Advance Subscription Agreement Hmrc

– does not allow the subscription to be refunded under any circumstances; – Can`t vary, cancel or assign; – Does not carry any interest; and – has a longstop date (no more than 6 months from the date of the agreement). This legal field is relatively new and is developing and evolving. In our experience, it is important that investors and businesses receive technical investment legal advice through ASAs and SEIS/EIS tax breaks. NB (especially for investors), while we find that pre-registration agreements are becoming more and more popular, we often find that the start-up never manages to spend the shares that are subject to the subscription fees already paid. In one case, we saw recently that a start-up was dissolved, but since the shares were never issued and no EIS 1 compliance statement was filed, investors were not even able to claim loss relief on EIS – which led an investor to call these fundraising mechanisms « opaque Seims »! The more complex the agreements or the longer the period between pre-purchase and share issuance, the greater the risk of non-compliance with the rules relating to the duration of the SEIS discharge. The ASA should not act as an investment tool with other benefits such as investor protection. The payment of the subscription should not be a loan. Second, if a company wishes to apply for SEIS or EIS VOR insurance, it should do so before purchasing the ASA. This appears to be done on the basis that the investment is actually made at the time of the asA seizure, so that a subsequent insurance application would not have been made in advance. In the past, HMRC has provided prior assurance for ASAs as qualification for EIS and SEIS reliefs, but did not have specific guidelines on the terms of these instruments.

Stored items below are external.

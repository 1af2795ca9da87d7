//! Omoide API Routes
//!
//! - /omoide/personas - Persona management and knowledge inspection
//! - /omoide/personas/:id/session - Activate a persona for a user
//! - /omoide/personas/:id/messages - Send, and page through history
//! - /omoide/personas/:id/typing - Typing indicator
//! - /omoide/config - Cached global settings

use axum::http::StatusCode;

use omoide::DomainError;

pub mod chat;
pub mod config;
pub mod personas;
pub mod swagger;

/// Map a domain error onto an HTTP status with its message
pub fn error_response(e: DomainError) -> (StatusCode, String) {
    let status = match &e {
        DomainError::NotFound { .. } => StatusCode::NOT_FOUND,
        DomainError::Validation(_) => StatusCode::BAD_REQUEST,
        DomainError::Conflict(_) => StatusCode::CONFLICT,
        DomainError::StoreUnavailable(_) => StatusCode::SERVICE_UNAVAILABLE,
        DomainError::GenerationFailure(_) => StatusCode::BAD_GATEWAY,
        DomainError::ExtractionParseFailure(_) => StatusCode::INTERNAL_SERVER_ERROR,
    };
    (status, e.to_string())
}

#[cfg(test)]
mod tests {
    use super::*;
    use uuid::Uuid;

    #[test]
    fn test_error_status_mapping() {
        assert_eq!(
            error_response(DomainError::not_found("Persona", Uuid::nil())).0,
            StatusCode::NOT_FOUND
        );
        assert_eq!(
            error_response(DomainError::StoreUnavailable("down".into())).0,
            StatusCode::SERVICE_UNAVAILABLE
        );
        assert_eq!(
            error_response(DomainError::Validation("empty".into())).0,
            StatusCode::BAD_REQUEST
        );
    }
}
//! Breadth-first tree search: FIFO frontier, no explored set. Finds the
//! path with the fewest edges; not cost-optimal since it ignores step cost
//! when ordering the frontier.

use std::collections::VecDeque;

use crate::board_state::BoardState;
use crate::cost::step_cost;

use super::node::NodeArena;
use super::SearchOutcome;

pub fn search(initial: BoardState, is_goal: impl Fn(&BoardState) -> bool) -> SearchOutcome {
    let mut arena = NodeArena::new();
    let root = arena.push_root(initial);
    let mut frontier = VecDeque::new();
    frontier.push_back(root);
    let mut nodes_expanded = 0;

    while let Some(current) = frontier.pop_front() {
        nodes_expanded += 1;
        if is_goal(&arena.get(current).state) {
            return SearchOutcome {
                path: Some(arena.path_to(current)),
                arena,
                nodes_expanded,
            };
        }
        let parent_cost = arena.get(current).path_cost;
        let neighbors = arena.get(current).state.neighbors();
        for (state, action) in neighbors {
            let node_cost = parent_cost + step_cost(&state);
            let child = arena.push_child(state, current, action, node_cost);
            frontier.push_back(child);
        }
    }

    SearchOutcome {
        arena,
        path: None,
        nodes_expanded,
    }
}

HMRC will not consider that pre-subscription contracts are suitable for SEIS, unless the agreement is reached: formalizing a participation can take a long time and involves an effective evaluation for the company. With the availability of the Seed Investment Program (« SEIS ») and the Enterprise Investment System (« EIS »), with tax breaks for start-ups, startups are raising more private capital than ever before, and pre-subscription contracts are becoming increasingly popular to raise money quickly and easily, without necessarily agreeing with investors on an valuation. New investors should take into account the statutory provisions of the company in which they invest and the shareholders` pact (if any), since the investor is subject to these documents as soon as the company has issued the new shares and awarded them to the investor. However, the guidelines give a new attitude to HMRC in that, if the company wishes to apply for a prior commitment, it should do so before the creation of the ASA. If a prior guarantee is requested from an ASA already in force, HMRC will now reject the application (on the basis that the advance guarantee is a discretionary and non-legal service and considers that advance guarantees are not mandatory to obtain discharge on eis. HMRC appears to consider that an investment is « as good as it does when entering an ASA » and therefore does not need a notification to be reviewed in advance » and that the company should instead rely on the submission of the S/EIS1 compliance statement at the corresponding point after the issuance of shares. The more complex the agreements or the longer the time between pre-purchase and share issuance, the greater the risk of non-compliance with TBEI`s rules of use.